Gradient descent
@article{cauchy1847methode,
title={M{\'e}thode g{\'e}n{\'e}rale pour la r{\'e}solution des systemes d’{\'e}quations simultan{\'e}es}, author={Cauchy, Augustin},
journal={Comp. Rend. Sci. Paris},
volume={25},
number={1847},
pages={536--538},
year={1847}
}
1 Summary
A classical problem of function minimization is considered.
\tag{GD} x_{k+1} = x_k - \eta_k\nabla f(x_k)
- The bottleneck (for almost all gradient methods) is choosing step-size, which can lead to the dramatic difference in method’s behavior.
- One of the theoretical suggestions: choosing stepsize inversly proportional to the gradient Lipschitz constant \eta_k = \dfrac{1}{L}.
- In huge-scale applications the cost of iteration is usually defined by the cost of gradient calculation (at least \mathcal{O}(p)).
- If function has Lipschitz-continious gradient, then method could be rewritten as follows:
\begin{align*}x_{k+1} &= x_{k}-\dfrac{1}{L} \nabla f\left(x_{k}\right)= \\ &= \arg \min\limits_{x \in \mathbb{R}^{n}}\left\{f\left(x_{k}\right)+\left\langle\nabla f\left(x_{k}\right), x-x_{k}\right\rangle+\frac{L}{2}\left\|x-x_{k}\right\|_{2}^{2}\right\} \end{align*}
2 Intuition
2.1 Direction of local steepest descent
Let’s consider a linear approximation of the differentiable function f along some direction h, \|h\|_2 = 1:
f(x + \eta h) = f(x) + \eta \langle f'(x), h \rangle + o(\eta)
We want h to be a decreasing direction:
f(x + \eta h) < f(x)
f(x) + \eta \langle f'(x), h \rangle + o(\eta) < f(x)
and going to the limit at \eta \rightarrow 0:
\langle f'(x), h \rangle \leq 0
Also from Cauchy–Bunyakovsky–Schwarz inequality:
|\langle f'(x), h \rangle | \leq \| f'(x) \|_2 \| h \|_2 \;\;\;\to\;\;\; \langle f'(x), h \rangle \geq -\| f'(x) \|_2 \| h \|_2 = -\| f'(x) \|_2
Thus, the direction of the antigradient
h = -\dfrac{f'(x)}{\|f'(x)\|_2}
gives the direction of the steepest local decreasing of the function f.
The result of this method is
x_{k+1} = x_k - \eta f'(x_k)
2.2 Gradient flow ODE
Let’s consider the following ODE, which is referred as Gradient Flow equation.
\tag{GF} \frac{dx}{dt} = -f'(x(t))
and discretize it on a uniform grid with \eta step:
\frac{x_{k+1} - x_k}{\eta} = -f'(x_k),
where x_k \equiv x(t_k) and \eta = t_{k+1} - t_k - is the grid step.
From here we get the expression for x_{k+1}
x_{k+1} = x_k - \eta f'(x_k),
which is exactly gradient descent.
2.3 Necessary local minimum condition
\begin{align*} & f'(x) = 0\\ & -\eta f'(x) = 0\\ & x - \eta f'(x) = x\\ & x_k - \eta f'(x_k) = x_{k+1} \end{align*}
This is, surely, not a proof at all, but some kind of intuitive explanation.
2.4 Minimizer of Lipschitz parabola
Some general highlights about Lipschitz properties are needed for explanation.

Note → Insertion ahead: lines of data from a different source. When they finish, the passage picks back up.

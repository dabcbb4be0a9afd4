//! Storage abstraction for docrag.
//!
//! The [`Store`] trait defines every persistence operation the registry,
//! ingestion pipeline, and retrieval engine need, so backends are
//! pluggable (SQLite in the application package, in-memory here).
//!
//! Implementations must be `Send + Sync` to work with async runtimes and
//! are shared as `Arc<dyn Store>`.

pub mod memory;

use anyhow::Result;
use async_trait::async_trait;

use crate::models::{Chunk, Collection, Document, Model, Provider};

/// Abstract storage backend.
///
/// Each method is a single logical operation: an implementation must
/// never expose a half-applied write to concurrent readers.
///
/// # Operations
///
/// | Group | Methods |
/// |-------|---------|
/// | Providers | [`upsert_provider`](Store::upsert_provider), [`get_provider`](Store::get_provider), [`find_provider_by_name`](Store::find_provider_by_name), [`list_providers`](Store::list_providers), [`delete_provider`](Store::delete_provider) |
/// | Models | [`replace_models`](Store::replace_models), [`list_models`](Store::list_models) |
/// | Collections | [`insert_collection`](Store::insert_collection), [`get_collection`](Store::get_collection), [`find_collection_by_name`](Store::find_collection_by_name), [`list_collections`](Store::list_collections), [`delete_collection`](Store::delete_collection) |
/// | Documents | [`insert_document`](Store::insert_document), [`get_document`](Store::get_document), [`list_documents`](Store::list_documents), [`delete_document`](Store::delete_document) |
/// | Chunks | [`insert_chunk`](Store::insert_chunk), [`set_chunk_embedding`](Store::set_chunk_embedding), [`list_chunks`](Store::list_chunks), [`delete_chunks`](Store::delete_chunks), [`chunks_missing_embedding`](Store::chunks_missing_embedding), [`embedded_chunks`](Store::embedded_chunks) |
#[async_trait]
pub trait Store: Send + Sync {
    /// Insert or replace a provider, keyed on `id`. Fails if another
    /// provider already uses the same `name`.
    async fn upsert_provider(&self, provider: &Provider) -> Result<()>;

    async fn get_provider(&self, id: &str) -> Result<Option<Provider>>;

    async fn find_provider_by_name(&self, name: &str) -> Result<Option<Provider>>;

    /// All providers, ordered by name.
    async fn list_providers(&self) -> Result<Vec<Provider>>;

    /// Delete a provider and its models. Returns `false` if absent.
    async fn delete_provider(&self, id: &str) -> Result<bool>;

    /// Atomically replace a provider's catalog: delete every model it owns,
    /// then upsert each of `models` keyed on `(provider_id, model_id)`.
    async fn replace_models(&self, provider_id: &str, models: &[Model]) -> Result<()>;

    /// A provider's models in catalog order.
    async fn list_models(&self, provider_id: &str) -> Result<Vec<Model>>;

    /// Insert a new collection. Fails if the `name` is already taken.
    async fn insert_collection(&self, collection: &Collection) -> Result<()>;

    async fn get_collection(&self, id: &str) -> Result<Option<Collection>>;

    async fn find_collection_by_name(&self, name: &str) -> Result<Option<Collection>>;

    async fn list_collections(&self) -> Result<Vec<Collection>>;

    /// Delete a collection with its documents and their chunks.
    async fn delete_collection(&self, id: &str) -> Result<bool>;

    async fn insert_document(&self, document: &Document) -> Result<()>;

    async fn get_document(&self, id: &str) -> Result<Option<Document>>;

    /// A collection's documents in upload order.
    async fn list_documents(&self, collection_id: &str) -> Result<Vec<Document>>;

    /// Delete a document and its chunks.
    async fn delete_document(&self, id: &str) -> Result<bool>;

    /// Insert or replace a single chunk, keyed on `id`.
    async fn insert_chunk(&self, chunk: &Chunk) -> Result<()>;

    async fn set_chunk_embedding(&self, chunk_id: &str, embedding: &[f32]) -> Result<()>;

    /// A document's chunks ordered by `chunk_index`.
    async fn list_chunks(&self, document_id: &str) -> Result<Vec<Chunk>>;

    /// Delete a document's chunks, returning how many were removed.
    async fn delete_chunks(&self, document_id: &str) -> Result<u64>;

    /// Chunks in a collection whose embedding is null, in natural order.
    async fn chunks_missing_embedding(&self, collection_id: &str) -> Result<Vec<Chunk>>;

    /// Every chunk with a non-null embedding whose document belongs to one
    /// of `collection_ids`.
    ///
    /// Natural order: documents by upload order, then chunks by index.
    async fn embedded_chunks(&self, collection_ids: &[String]) -> Result<Vec<Chunk>>;
}
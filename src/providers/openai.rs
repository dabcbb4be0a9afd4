//! OpenAI strategy: Bearer auth against `https://api.openai.com/v1`.

use async_trait::async_trait;
use serde::Deserialize;

use docrag_core::models::{ModelSpec, ProviderConfig, ProviderKind};

use super::{mark_default, matches_family, parse_vector, ProviderContext, ProviderStrategy};
use crate::error::ProviderError;

pub const DEFAULT_BASE_URL: &str = "https://api.openai.com/v1";
const DEFAULT_MODEL: &str = "gpt-4o-mini";
const CHAT_FAMILIES: &[&str] = &["gpt-4", "gpt-3.5", "gpt-5", "o1", "o3", "o4"];

pub struct OpenAi;

#[derive(Deserialize)]
struct ModelList {
    data: Vec<ModelEntry>,
}

#[derive(Deserialize)]
struct ModelEntry {
    id: String,
    #[serde(default)]
    owned_by: Option<String>,
}

impl OpenAi {
    fn authorized(
        &self,
        ctx: &ProviderContext<'_>,
        request: reqwest::RequestBuilder,
    ) -> Result<reqwest::RequestBuilder, ProviderError> {
        let key = ctx.credential()?;
        let mut request = request.bearer_auth(key);
        if let ProviderConfig::Api(api) = &ctx.provider.config {
            if let Some(org) = &api.organization {
                request = request.header("OpenAI-Organization", org);
            }
        }
        Ok(request)
    }

    async fn list(&self, ctx: &ProviderContext<'_>) -> Result<ModelList, ProviderError> {
        let request = self.authorized(ctx, ctx.client.get(ctx.endpoint("/models")))?;
        ctx.send_json(request).await
    }
}

#[async_trait]
impl ProviderStrategy for OpenAi {
    fn name(&self) -> &str {
        "openai"
    }

    fn kind(&self) -> ProviderKind {
        ProviderKind::Api
    }

    fn default_config(&self) -> ProviderConfig {
        ProviderConfig::api(DEFAULT_BASE_URL)
    }

    async fn test(&self, ctx: &ProviderContext<'_>) -> Result<String, ProviderError> {
        let list = self.list(ctx).await?;
        Ok(format!(
            "Connected to OpenAI ({} models visible)",
            list.data.len()
        ))
    }

    async fn fetch_models(&self, ctx: &ProviderContext<'_>) -> Result<Vec<ModelSpec>, ProviderError> {
        let list = self.list(ctx).await?;
        let mut ids: Vec<ModelEntry> = list
            .data
            .into_iter()
            .filter(|m| matches_family(&m.id, CHAT_FAMILIES))
            .collect();
        ids.sort_by(|a, b| a.id.cmp(&b.id));

        let mut models: Vec<ModelSpec> = ids
            .into_iter()
            .map(|m| {
                let mut spec = ModelSpec::new(m.id);
                if let Some(owner) = m.owned_by {
                    spec.metadata = serde_json::json!({ "owned_by": owner });
                }
                spec
            })
            .collect();
        mark_default(&mut models, Some(DEFAULT_MODEL));
        Ok(models)
    }

    fn fallback_models(&self) -> Option<Vec<ModelSpec>> {
        Some(vec![
            ModelSpec::new("gpt-4o")
                .named("GPT-4o")
                .described("Flagship multimodal model"),
            ModelSpec::new("gpt-4o-mini")
                .named("GPT-4o mini")
                .described("Fast, inexpensive model for focused tasks")
                .default_model(),
            ModelSpec::new("gpt-4-turbo").named("GPT-4 Turbo"),
            ModelSpec::new("gpt-3.5-turbo").named("GPT-3.5 Turbo"),
        ])
    }

    fn required_models(&self) -> Vec<String> {
        vec![DEFAULT_MODEL.to_string()]
    }

    async fn embed(
        &self,
        ctx: &ProviderContext<'_>,
        model: &str,
        text: &str,
    ) -> Result<Vec<f32>, ProviderError> {
        let body = serde_json::json!({ "model": model, "input": text });
        let request = self.authorized(ctx, ctx.client.post(ctx.endpoint("/embeddings")).json(&body))?;
        let json: serde_json::Value = ctx.send_json(request).await?;
        parse_embeddings_response(ctx.name(), &json)
    }
}

/// First vector of an OpenAI-style `{"data": [{"embedding": [..]}]}` body.
pub(crate) fn parse_embeddings_response(
    provider: &str,
    json: &serde_json::Value,
) -> Result<Vec<f32>, ProviderError> {
    let first = json
        .get("data")
        .and_then(|d| d.as_array())
        .and_then(|d| d.first());
    parse_vector(provider, first.and_then(|item| item.get("embedding")))
}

If a function f: \mathbb{R}^n \to \mathbb{R} is continuously differentiable and its gradient satisfies Lipschitz conditions with constant L, then \forall x,y \in \mathbb{R}^n:
|f(y) - f(x) - \langle \nabla f(x), y-x \rangle| \leq \frac{L}{2} \|y-x\|^2,
which geometrically means, that if we’ll fix some point x_0 \in \mathbb{R}^n and define two parabolas:
\phi_1(x) = f(x_0) + \langle \nabla f(x_0), x - x_0 \rangle - \frac{L}{2} \|x-x_0\|^2,
\phi_2(x) = f(x_0) + \langle \nabla f(x_0), x - x_0 \rangle + \frac{L}{2} \|x-x_0\|^2.
Then
\phi_1(x) \leq f(x) \leq \phi_2(x) \quad \forall x \in \mathbb{R}^n.

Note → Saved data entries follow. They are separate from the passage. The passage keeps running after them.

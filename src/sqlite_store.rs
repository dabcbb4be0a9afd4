//! SQLite-backed [`Store`] implementation.
//!
//! Maps each [`Store`] operation onto the schema created by
//! [`crate::migrate`]. Multi-statement operations (catalog replacement,
//! cascading deletes) run inside a single transaction.

use anyhow::{Context, Result};
use async_trait::async_trait;
use sqlx::sqlite::SqliteRow;
use sqlx::{Row, SqlitePool};

use docrag_core::embedding::{blob_to_vec, vec_to_blob};
use docrag_core::models::{Chunk, Collection, Document, Model, Provider, ProviderConfig};
use docrag_core::store::Store;

/// SQLite implementation of the [`Store`] trait.
pub struct SqliteStore {
    pool: SqlitePool,
}

impl SqliteStore {
    pub fn new(pool: SqlitePool) -> Self {
        Self { pool }
    }
}

fn parse_json(raw: &str) -> serde_json::Value {
    serde_json::from_str(raw).unwrap_or(serde_json::json!({}))
}

fn row_to_provider(row: &SqliteRow) -> Result<Provider> {
    let id: String = row.get("id");
    let config_json: String = row.get("config_json");
    let config: ProviderConfig = serde_json::from_str(&config_json)
        .with_context(|| format!("provider {} has an invalid stored config", id))?;
    let last_test_result: String = row.get("last_test_result");
    Ok(Provider {
        id,
        name: row.get("name"),
        credential: row.get("credential"),
        is_active: row.get("is_active"),
        is_connected: row.get("is_connected"),
        last_test_result: last_test_result.parse().map_err(anyhow::Error::msg)?,
        last_test_message: row.get("last_test_message"),
        config,
        created_at: row.get("created_at"),
        updated_at: row.get("updated_at"),
    })
}

fn row_to_model(row: &SqliteRow) -> Model {
    let metadata_json: String = row.get("metadata_json");
    Model {
        id: row.get("id"),
        provider_id: row.get("provider_id"),
        model_id: row.get("model_id"),
        display_name: row.get("display_name"),
        is_default: row.get("is_default"),
        is_available: row.get("is_available"),
        is_selected: row.get("is_selected"),
        description: row.get("description"),
        metadata: parse_json(&metadata_json),
    }
}

fn row_to_collection(row: &SqliteRow) -> Collection {
    let chunk_size: i64 = row.get("chunk_size");
    let chunk_overlap: i64 = row.get("chunk_overlap");
    Collection {
        id: row.get("id"),
        name: row.get("name"),
        description: row.get("description"),
        chunk_size: chunk_size as usize,
        chunk_overlap: chunk_overlap as usize,
        embedding_provider_id: row.get("embedding_provider_id"),
        embedding_model_id: row.get("embedding_model_id"),
        created_at: row.get("created_at"),
    }
}

fn row_to_document(row: &SqliteRow) -> Result<Document> {
    let file_type: String = row.get("file_type");
    let file_size_bytes: i64 = row.get("file_size_bytes");
    let metadata_json: String = row.get("metadata_json");
    Ok(Document {
        id: row.get("id"),
        collection_id: row.get("collection_id"),
        filename: row.get("filename"),
        filepath: row.get("filepath"),
        file_type: file_type.parse().map_err(anyhow::Error::msg)?,
        file_size_bytes: file_size_bytes as u64,
        raw_content: row.get("raw_content"),
        metadata: parse_json(&metadata_json),
        created_at: row.get("created_at"),
    })
}

fn row_to_chunk(row: &SqliteRow) -> Chunk {
    let embedding: Option<Vec<u8>> = row.get("embedding");
    let start_offset: i64 = row.get("start_offset");
    let end_offset: i64 = row.get("end_offset");
    let metadata_json: String = row.get("metadata_json");
    Chunk {
        id: row.get("id"),
        document_id: row.get("document_id"),
        chunk_index: row.get("chunk_index"),
        content: row.get("content"),
        embedding: embedding.map(|blob| blob_to_vec(&blob)),
        start_offset: start_offset as usize,
        end_offset: end_offset as usize,
        metadata: parse_json(&metadata_json),
    }
}

const CHUNK_COLUMNS: &str = "c.id, c.document_id, c.chunk_index, c.content, c.embedding, \
                             c.start_offset, c.end_offset, c.metadata_json";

Now, if we have global upper bound on the function, in a form of parabola, we can try to go directly to its minimum.
\begin{align*} & \nabla \phi_2(x) = 0 \\ & \nabla f(x_0) + L (x^* - x_0) = 0 \\ & x^* = x_0 - \frac{1}{L}\nabla f(x_0) \\ & x_{k+1} = x_k - \frac{1}{L} \nabla f(x_k) \end{align*}
This way leads to the \frac{1}{L} stepsize choosing. However, often the L constant is not known.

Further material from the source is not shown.